Jon Iversen Discusses Alaska’s Proposed 2025 Budget and Ongoing Tax Tug of War


In his most recent column for State Tax Notes, tax partner Jonathan Iversen looks at Alaska Governor Mike Dunleavy’s proposed fiscal 2025 budget, which he introduced on December 14, 2023, and at a variety of tax bills from the state’s first regular legislative session that have carried over for consideration in the second regular session, which started on January 16, 2024.

Based on Department of Revenue forecasts of oil prices and production, the governor’s budget of $13.9 billion would lead to a $987 million shortfall, which would need to be covered by withdrawals from state savings accounts. Though DOR predicts higher per-barrel oil prices in fiscal years 2024 and 2025 than it did for fiscal year 2023, the department forecasts that daily oil production will be lower in fiscal years 2024 and 2025 in comparison to its spring 2023 forecast.
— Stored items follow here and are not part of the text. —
use config::{Config, ConfigError, Environment, File};
use serde::Deserialize;

#[derive(Debug, Deserialize, Clone)]
pub struct Settings {
    pub server: ServerConfig,
    pub database: DatabaseConfig,
    #[serde(default)]
    pub renewal: RenewalConfig,
}

#[derive(Debug, Deserialize, Clone)]
pub struct ServerConfig {
    pub host: String,
    pub port: u16,
}

#[derive(Debug, Deserialize, Clone)]
pub struct DatabaseConfig {
    pub url: String,
    pub max_connections: u32,
}

#[derive(Debug, Deserialize, Clone)]
pub struct RenewalConfig {
    /// Pause between per-membership renewal writes, to spread the write burst.
    pub throttle_ms: u64,
    /// Window used by the upcoming-renewals report when the caller gives none.
    pub default_days_ahead: i64,
}

impl Default for RenewalConfig {
    fn default() -> Self {
        Self {
            throttle_ms: 100,
            default_days_ahead: 7,
        }
    }
}

impl Settings {
    pub fn new() -> Result<Self, ConfigError> {
        let config = Config::builder()
            // Start with default values
            .set_default("server.host", "127.0.0.1")?
            .set_default("server.port", 8080)?
            .set_default("database.max_connections", 10)?
            .set_default("renewal.throttle_ms", 100)?
            .set_default("renewal.default_days_ahead", 7)?
            // Add config file if it exists
            .add_source(File::with_name("config/default").required(false))
            .add_source(File::with_name("config/local").required(false))
            // Add environment variables (with GYMLEDGER__ prefix, double underscore separates levels)
            .add_source(Environment::with_prefix("GYMLEDGER").separator("__"))
            .build()?;

        config.try_deserialize()
    }
}

impl Default for Settings {
    fn default() -> Self {
        Self {
            server: ServerConfig {
                host: "127.0.0.1".to_string(),
                port: 8080,
            },
            database: DatabaseConfig {
                url: "sqlite://gymledger.db".to_string(),
                max_connections: 10,
            },
            renewal: RenewalConfig::default(),
        }
    }
}
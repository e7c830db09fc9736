use chrono::{Duration, NaiveDate, Utc};
use sqlx::SqlitePool;
use uuid::Uuid;

use gymledger::{
    config::RenewalConfig,
    domain::{
        CreateActivityRequest, CreateMemberRequest, CreateMembershipPlanRequest,
        CreateMembershipRequest, ExecutionType, Member, MemberStatus, Membership,
        MembershipStatus, MonthlyPayment, PaymentStatus,
    },
    repository::{ActivityRepository, MemberRepository, MembershipRepository, PaymentRepository},
    service::{billing, ServiceContext},
};

async fn setup() -> anyhow::Result<ServiceContext> {
    let pool = SqlitePool::connect(":memory:").await?;
    sqlx::migrate!("./migrations").run(&pool).await?;

    Ok(ServiceContext::new(
        pool,
        RenewalConfig {
            throttle_ms: 0,
            default_days_ahead: 7,
        },
    ))
}

async fn create_member(ctx: &ServiceContext, gym_id: Uuid, name: &str) -> anyhow::Result<Member> {
    let member = ctx
        .member_repo
        .create(CreateMemberRequest {
            gym_id,
            email: format!("{}@example.com", name.to_lowercase().replace(' ', ".")),
            full_name: name.to_string(),
        })
        .await?;
    Ok(member)
}

async fn create_membership(
    ctx: &ServiceContext,
    member_id: Uuid,
    activity_id: Option<Uuid>,
    activity_name: &str,
    cost_cents: i64,
    auto_renewal: bool,
    end_date: NaiveDate,
) -> anyhow::Result<Membership> {
    let membership = ctx
        .membership_repo
        .create(CreateMembershipRequest {
            member_id,
            activity_id,
            activity_name: activity_name.to_string(),
            cost_cents,
            auto_renewal,
            start_date: end_date - Duration::days(30),
            end_date,
            max_attendances: 12,
        })
        .await?;
    Ok(membership)
}

#[tokio::test]
async fn renews_expired_membership_exactly_once() -> anyhow::Result<()> {
    let ctx = setup().await?;
    let gym_id = Uuid::new_v4();
    let today = Utc::now().date_naive();

    let activity = ctx
        .activity_repo
        .create(CreateActivityRequest {
            gym_id,
            name: "Spinning".to_string(),
            price_cents: Some(5000),
            cost_cents: None,
            monthly_price_cents: None,
        })
        .await?;

    let member = create_member(&ctx, gym_id, "Alice Johnson").await?;
    let membership = create_membership(
        &ctx,
        member.id,
        Some(activity.id),
        "Spinning",
        4000,
        true,
        today - Duration::days(1),
    )
    .await?;

    // Simulate attendance accrued during the expiring period.
    sqlx::query("UPDATE memberships SET current_attendances = 7 WHERE id = ?")
        .bind(membership.id.to_string())
        .execute(&ctx.db_pool)
        .await?;

    let result = ctx.renewal_service.process_all_auto_renewals(gym_id).await;

    assert!(result.success);
    assert_eq!(result.processed_memberships, 1);
    assert_eq!(result.renewed_count, 1);
    assert_eq!(result.total_amount_cents, 5000);
    assert_eq!(result.price_update_count, 1);
    assert!(result.errors.is_empty());

    let renewed = ctx
        .membership_repo
        .find_by_id(member.id, membership.id)
        .await?
        .expect("membership exists");
    assert_eq!(renewed.start_date, today);
    assert_eq!(renewed.end_date, billing::add_calendar_month(today).unwrap());
    assert_eq!(renewed.cost_cents, 5000);
    assert_eq!(renewed.current_attendances, 0);
    assert!(renewed.renewed_automatically);
    assert!(renewed.renewal_date.is_some());
    assert_eq!(renewed.version, membership.version + 1);

    let payments = ctx.payment_repo.list_for_membership(membership.id).await?;
    assert_eq!(payments.len(), 1);
    let payment = &payments[0];
    assert_eq!(payment.amount_cents, 5000);
    assert_eq!(payment.status, PaymentStatus::Pending);
    assert_eq!(payment.due_date, today);
    assert!(payment.auto_generated);
    assert!(payment.renewal_payment);
    assert!(payment.price_updated);
    assert_eq!(payment.previous_price_cents, Some(4000));

    // A second run the same day finds nothing to renew.
    let second = ctx.renewal_service.process_all_auto_renewals(gym_id).await;
    assert!(second.success);
    assert_eq!(second.processed_memberships, 0);
    assert_eq!(second.renewed_count, 0);

    let payments = ctx.payment_repo.list_for_membership(membership.id).await?;
    assert_eq!(payments.len(), 1);

    Ok(())
}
Bills the legislature is reconsidering include:

  • H.B. 84 and S.B. 77: Would allow municipalities to fully exempt economic development properties from property taxes and to levy a tax on blighted properties of up to 50% of the property’s assessed value.
  • H.B. 142: Would impose a 2% tax on all sales of goods and services purchased in Alaska and allow the legislature to share half of the tax revenue with municipalities meeting specific criteria.
  • H.B. 156: Would impose an income tax of 2% of an individual’s taxable income over $200,000 on the income of resident and nonresident individuals, trusts, and estates on income derived from or connected with a source in the state.
  • H.B. 176 and S.B. 89: Would establish a sales tax on electronic smoking products of 25% of the retail sales price.

Iversen notes that Alaska is nearing its goal of fulfilling its credit payment obligations for rebatable tax credits: “…the total amount of credits purchased by the state in fiscal 2024 was $22.7 million, which at long last took care of all but one potential credit payment obligation. The remaining one is the result of a DOR audit that is now on appeal to the Alaska Supreme Court.”